The process() function accumulates samples and manages cooldown. Every hop, analyzeFrame() runs the full detection pipeline:

1. Frame Accumulation

Samples are written into a 1024-sample circular buffer. Every 256 samples (hop size), the analysis frame is extracted:

\[N_{\text{FFT}} = 1024, \quad \text{hop} = 256\]

2. Hann Windowing

The frame is windowed to reduce spectral leakage before FFT:

\[x_w[n] = x[n] \cdot w[n], \quad w[n] = 0.5 - 0.5 \cos\!\left(\frac{2\pi n}{N}\right)\]

The Hann window values are retrieved from a precomputed 1024-entry lookup table with interpolation.

3. Forward FFT

A real-to-complex FFT transforms the windowed frame into 512 frequency bins:

\[X[k] = \text{FFT}(x_w), \quad k \in [0, 511]\]

4. Magnitude Computation

The magnitude of each frequency bin is computed:

\[|X[k]| = \sqrt{\text{Re}(X[k])^2 + \text{Im}(X[k])^2}\]

5. Spectral Flux (Half-Wave Rectified)

Spectral flux measures the sum of positive magnitude increases across all bins. Only increases count — decreases are ignored, making the detector sensitive to energy appearing (onsets) rather than disappearing (offsets):

\[\Phi = \sum_{k=0}^{511} \max\!\left(0, \; |X_n[k]| - |X_{n-1}[k]|\right)\]

6. Adaptive Threshold

The threshold adapts to the signal's recent spectral activity using the median of the last 20 flux values, scaled by the sensitivity parameter:

\[\theta = \text{median}(\Phi_{\text{history}}[0..19]) \times \text{sensitivity}\]

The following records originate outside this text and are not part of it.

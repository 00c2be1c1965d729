//! ASCII-art tile maps.

use std::cell::RefCell;
use std::f32::consts::SQRT_2;
use std::fmt;
use std::str::FromStr;

use tilepath::{NavPath, SearchContext, TileMap};
use tilepath_core::{Point, Range};

use crate::tile::{MoverKind, Tile};

/// A tile map parsed from text, one character per tile.
///
/// Lines are separated by `'\n'` and must all have the same width. Diagonal
/// steps cost √2 times the tile cost. By default a diagonal step may slip
/// between two impassable tiles; see
/// [`with_corner_cutting`](Self::with_corner_cutting).
#[derive(Debug, Clone)]
pub struct CharMap {
    size: Point,
    tiles: Vec<Tile>,
    glyphs: Vec<char>,
    start: Option<Point>,
    target: Option<Point>,
    corner_cutting: bool,
    visits: RefCell<Vec<u32>>,
}

impl CharMap {
    /// Parse a map. Leading/trailing blank space around the whole text is
    /// ignored, as are `'\r'` line endings.
    pub fn parse(s: &str) -> Result<Self, MapError> {
        let s = s.trim();
        if s.is_empty() {
            return Err(MapError::Empty);
        }

        let mut tiles = Vec::new();
        let mut glyphs = Vec::new();
        let mut start = None;
        let mut target = None;
        let mut width = None;
        let mut height = 0;

        for (y, line) in s.lines().enumerate() {
            let line = line.trim_end_matches('\r');
            let line_width = line.chars().count();
            match width {
                None => width = Some(line_width),
                Some(w) if w != line_width => {
                    return Err(MapError::InconsistentSize {
                        line: y,
                        expected: w,
                        found: line_width,
                    });
                }
                Some(_) => {}
            }

            for (x, ch) in line.chars().enumerate() {
                let pos = Point::new(x as i32, y as i32);
                let Some(tile) = Tile::from_char(ch) else {
                    return Err(MapError::InvalidRune { ch, pos });
                };
                let marker = match ch {
                    'S' => Some(&mut start),
                    'T' => Some(&mut target),
                    _ => None,
                };
                if let Some(slot) = marker {
                    if slot.is_some() {
                        return Err(MapError::DuplicateMarker { ch, pos });
                    }
                    *slot = Some(pos);
                }
                tiles.push(tile);
                glyphs.push(ch);
            }
            height += 1;
        }

        let width = width.unwrap_or(0) as i32;
        Ok(Self {
            size: Point::new(width, height),
            visits: RefCell::new(vec![0; tiles.len()]),
            tiles,
            glyphs,
            start,
            target,
            corner_cutting: true,
        })
    }

    /// Allow or forbid diagonal steps that squeeze past an impassable
    /// orthogonal tile.
    pub fn with_corner_cutting(mut self, allow: bool) -> Self {
        self.corner_cutting = allow;
        self
    }

    pub fn corner_cutting(&self) -> bool {
        self.corner_cutting
    }

    /// Size as a `Point` (width = x, height = y).
    pub fn size(&self) -> Point {
        self.size
    }

    pub fn bounds(&self) -> Range {
        Range::with_size(self.size.x, self.size.y)
    }

    /// Position of the `S` marker, if any.
    pub fn start(&self) -> Option<Point> {
        self.start
    }

    /// Position of the `T` marker, if any.
    pub fn target(&self) -> Option<Point> {
        self.target
    }

    fn index(&self, p: Point) -> Option<usize> {
        self.bounds().index_of(p)
    }

    /// The tile at `p`, or `None` if out of bounds.
    pub fn tile(&self, p: Point) -> Option<Tile> {
        self.index(p).map(|i| self.tiles[i])
    }

    /// Replace the tile at `p`. Does nothing if out of bounds. Floor costs
    /// outside what a map character can hold are clamped, see
    /// [`Tile::clamped`].
    pub fn set_tile(&mut self, p: Point, tile: Tile) {
        let tile = tile.clamped();
        if let Some(i) = self.index(p) {
            self.tiles[i] = tile;
            self.glyphs[i] = tile.to_char();
        }
    }

    fn passable(&self, p: Point, mover: MoverKind) -> bool {
        self.tile(p).is_some_and(|t| t.passable_for(mover))
    }

    /// How many times the finder evaluated tile `p` since the last
    /// [`reset_visits`](Self::reset_visits).
    pub fn visits(&self, p: Point) -> u32 {
        self.index(p).map_or(0, |i| self.visits.borrow()[i])
    }

    /// Number of tiles evaluated at least once.
    pub fn visited_tiles(&self) -> usize {
        self.visits.borrow().iter().filter(|&&v| v > 0).count()
    }

    pub fn reset_visits(&self) {
        self.visits.borrow_mut().fill(0);
    }

    /// Draw the map with `path` overlaid as `*`. The `S` and `T` markers stay
    /// visible.
    pub fn render_path(&self, path: &NavPath) -> String {
        let mut glyphs = self.glyphs.clone();
        for &p in path {
            if let Some(i) = self.index(p) {
                if !matches!(glyphs[i], 'S' | 'T') {
                    glyphs[i] = '*';
                }
            }
        }
        let mut out = String::with_capacity(glyphs.len() + self.size.y as usize);
        for row in glyphs.chunks(self.size.x.max(1) as usize) {
            out.extend(row);
            out.push('\n');
        }
        out
    }
}

impl FromStr for CharMap {
    type Err = MapError;

    fn from_str(s: &str) -> Result<Self, Self::Err> {
        Self::parse(s)
    }
}

impl fmt::Display for CharMap {
    fn fmt(&self, f: &mut fmt::Formatter<'_>) -> fmt::Result {
        f.write_str(&self.render_path(&NavPath::new()))
    }
}

impl TileMap for CharMap {
    type Mover = MoverKind;

    fn width_in_tiles(&self) -> i32 {
        self.size.x
    }

    fn height_in_tiles(&self) -> i32 {
        self.size.y
    }

    fn blocked(&self, ctx: &SearchContext<'_, MoverKind>, to: Point) -> bool {
        let mover = *ctx.mover();
        if !self.passable(to, mover) {
            return true;
        }
        if self.corner_cutting {
            return false;
        }
        let from = ctx.source();
        if !(from.is_adjacent_to(to) && from.is_diagonal_to(to)) {
            return false;
        }
        !self.passable(Point::new(to.x, from.y), mover) || !self.passable(Point::new(from.x, to.y), mover)
    }

    fn cost(&self, ctx: &SearchContext<'_, MoverKind>, to: Point) -> f32 {
        let base = self
            .tile(to)
            .and_then(|t| t.cost_for(*ctx.mover()))
            .unwrap_or(f32::INFINITY);
        if ctx.source().is_diagonal_to(to) {
            base * SQRT_2
        } else {
            base
        }
    }

    fn visited(&self, p: Point) {
        if let Some(i) = self.index(p) {
            self.visits.borrow_mut()[i] += 1;
        }
    }
}

/// Errors that can occur when parsing a [`CharMap`].
#[derive(Debug, Clone, PartialEq, Eq)]
pub enum MapError {
    /// The text contains no tiles.
    Empty,
    /// A line's width differs from the first line's.
    InconsistentSize {
        line: usize,
        expected: usize,
        found: usize,
    },
    /// A character that is not a known tile.
    InvalidRune { ch: char, pos: Point },
    /// A second `S` or `T` marker.
    DuplicateMarker { ch: char, pos: Point },
}

impl fmt::Display for MapError {
    fn fmt(&self, f: &mut fmt::Formatter<'_>) -> fmt::Result {
        match self {
            Self::Empty => write!(f, "map: no tiles"),
            Self::InconsistentSize {
                line,
                expected,
                found,
            } => write!(
                f,
                "map: line {line} is {found} tiles wide, expected {expected}"
            ),
            Self::InvalidRune { ch, pos } => {
                write!(f, "map contains invalid rune \u{201c}{ch}\u{201d} at {pos}")
            }
            Self::DuplicateMarker { ch, pos } => {
                write!(f, "map: second \u{201c}{ch}\u{201d} marker at {pos}")
            }
        }
    }
}

impl std::error::Error for MapError {}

The median is computed via insertion sort on a copy of the flux history buffer.

7. Onset Detection

An onset is declared when the spectral flux exceeds the threshold and the cooldown has expired:

\[\text{onset} = (\Phi > \theta) \;\wedge\; (\text{cooldown} = 0)\]

8. Onset Strength

The strength of the detected onset is proportional to how far the flux exceeds the threshold:

\[\text{strength} = \min\!\left(1, \; \frac{\Phi}{\theta} - 1\right)\]

9. Cooldown

After an onset, a cooldown timer prevents retriggering:

\[\text{cooldown}_{\text{samples}} = \text{minInterval}_{\text{ms}} \times \frac{f_s}{1000}\]

The onset flag remains set during cooldown and clears when the counter reaches zero.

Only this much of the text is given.